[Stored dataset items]
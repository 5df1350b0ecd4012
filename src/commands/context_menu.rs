//! Right-click menu for the dashboard content.
//!
//! The page script reports the click position and whether history allows
//! going back or forward; the menu itself is native.

use tauri::menu::{Menu, MenuItem, PredefinedMenuItem};
use tauri::{command, LogicalPosition, Runtime, WebviewWindow};

use crate::app::host::WindowHost;
use crate::config::app::MAIN_WINDOW_LABEL;
use crate::error::ShellResult;

#[derive(Debug, Clone, Copy, PartialEq, Eq)]
pub enum ContextAction {
    Back,
    Forward,
    Reload,
}

impl ContextAction {
    pub fn id(self) -> &'static str {
        match self {
            ContextAction::Back => "ctx.back",
            ContextAction::Forward => "ctx.forward",
            ContextAction::Reload => "ctx.reload",
        }
    }

    pub fn label(self) -> &'static str {
        match self {
            ContextAction::Back => "Back",
            ContextAction::Forward => "Forward",
            ContextAction::Reload => "Reload",
        }
    }

    pub fn from_id(id: &str) -> Option<Self> {
        [ContextAction::Back, ContextAction::Forward, ContextAction::Reload]
            .into_iter()
            .find(|action| action.id() == id)
    }
}

#[derive(Debug, Clone, Copy, PartialEq, Eq)]
pub enum ContextEntry {
    Item { action: ContextAction, enabled: bool },
    Separator,
}

/// Back / Forward / separator / Reload, with Back and Forward enabled only
/// when history permits.
pub fn context_menu_entries(can_go_back: bool, can_go_forward: bool) -> [ContextEntry; 4] {
    [
        ContextEntry::Item {
            action: ContextAction::Back,
            enabled: can_go_back,
        },
        ContextEntry::Item {
            action: ContextAction::Forward,
            enabled: can_go_forward,
        },
        ContextEntry::Separator,
        ContextEntry::Item {
            action: ContextAction::Reload,
            enabled: true,
        },
    ]
}

fn build_context_menu<R: Runtime>(
    window: &WebviewWindow<R>,
    can_go_back: bool,
    can_go_forward: bool,
) -> tauri::Result<Menu<R>> {
    let menu = Menu::new(window)?;
    for entry in context_menu_entries(can_go_back, can_go_forward) {
        match entry {
            ContextEntry::Item { action, enabled } => {
                menu.append(&MenuItem::with_id(
                    window,
                    action.id(),
                    action.label(),
                    enabled,
                    None::<&str>,
                )?)?;
            },
            ContextEntry::Separator => {
                menu.append(&PredefinedMenuItem::separator(window)?)?;
            },
        }
    }
    Ok(menu)
}

/// Menu event entry point for `ctx.*` ids.
pub fn apply_context_action(action: ContextAction, window: &impl WindowHost) {
    let result = match action {
        ContextAction::Back => window.go_back(),
        ContextAction::Forward => window.go_forward(),
        ContextAction::Reload => window.reload(),
    };
    if let Err(e) = result {
        log::warn!("[CONTEXT_MENU] {:?} failed: {}", action, e);
    }
}

// ============================================================================
// Tauri Commands
// ============================================================================

/// Pop up the content menu at the cursor. Invoked by the page script.
#[command]
pub fn show_content_context_menu(
    window: WebviewWindow,
    x: f64,
    y: f64,
    can_go_back: bool,
    can_go_forward: bool,
) -> ShellResult<()> {
    if window.label() != MAIN_WINDOW_LABEL {
        return Ok(());
    }
    let menu = build_context_menu(&window, can_go_back, can_go_forward)?;
    window.popup_menu_at(&menu, LogicalPosition::new(x, y))?;
    Ok(())
}

#[cfg(test)]
mod tests {
    use super::*;
    use crate::app::testing::{Call, FakeHost};

    #[test]
    fn test_history_flags_drive_enabled_state() {
        let entries = context_menu_entries(false, true);
        assert_eq!(
            entries[0],
            ContextEntry::Item {
                action: ContextAction::Back,
                enabled: false
            }
        );
        assert_eq!(
            entries[1],
            ContextEntry::Item {
                action: ContextAction::Forward,
                enabled: true
            }
        );
        assert_eq!(entries[2], ContextEntry::Separator);
    }

    #[test]
    fn test_reload_always_enabled() {
        for (back, forward) in [(false, false), (true, true)] {
            assert_eq!(
                context_menu_entries(back, forward)[3],
                ContextEntry::Item {
                    action: ContextAction::Reload,
                    enabled: true
                }
            );
        }
    }

    #[test]
    fn test_action_ids_round_trip() {
        for action in [ContextAction::Back, ContextAction::Forward, ContextAction::Reload] {
            assert_eq!(ContextAction::from_id(action.id()), Some(action));
        }
        assert_eq!(ContextAction::from_id("tray.reload"), None);
    }

    #[test]
    fn test_actions_drive_window() {
        let host = FakeHost::with_window();
        apply_context_action(ContextAction::Back, &host);
        apply_context_action(ContextAction::Forward, &host);
        apply_context_action(ContextAction::Reload, &host);
        assert_eq!(host.calls(), vec![Call::GoBack, Call::GoForward, Call::Reload]);
    }

    #[test]
    fn test_action_without_window_is_harmless() {
        let host = FakeHost::default();
        apply_context_action(ContextAction::Reload, &host);
        assert!(host.calls().is_empty());
    }
}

Exercise directions:
All that should appear in the response is the run of lines from the first line of the entries through the line containing "when history permits.", copied exactly.

Output for this task:
repository 5df1350b0ecd4012
filename src/commands/context_menu.rs
//! Right-click menu for the dashboard content.
//!
//! The page script reports the click position and whether history allows
//! going back or forward; the menu itself is native.

use tauri::menu::{Menu, MenuItem, PredefinedMenuItem};
use tauri::{command, LogicalPosition, Runtime, WebviewWindow};

use crate::app::host::WindowHost;
use crate::config::app::MAIN_WINDOW_LABEL;
use crate::error::ShellResult;

#[derive(Debug, Clone, Copy, PartialEq, Eq)]
pub enum ContextAction {
    Back,
    Forward,
    Reload,
}

impl ContextAction {
    pub fn id(self) -> &'static str {
        match self {
            ContextAction::Back => "ctx.back",
            ContextAction::Forward => "ctx.forward",
            ContextAction::Reload => "ctx.reload",
        }
    }

    pub fn label(self) -> &'static str {
        match self {
            ContextAction::Back => "Back",
            ContextAction::Forward => "Forward",
            ContextAction::Reload => "Reload",
        }
    }

    pub fn from_id(id: &str) -> Option<Self> {
        [ContextAction::Back, ContextAction::Forward, ContextAction::Reload]
            .into_iter()
            .find(|action| action.id() == id)
    }
}

#[derive(Debug, Clone, Copy, PartialEq, Eq)]
pub enum ContextEntry {
    Item { action: ContextAction, enabled: bool },
    Separator,
}

/// Back / Forward / separator / Reload, with Back and Forward enabled only
/// when history permits.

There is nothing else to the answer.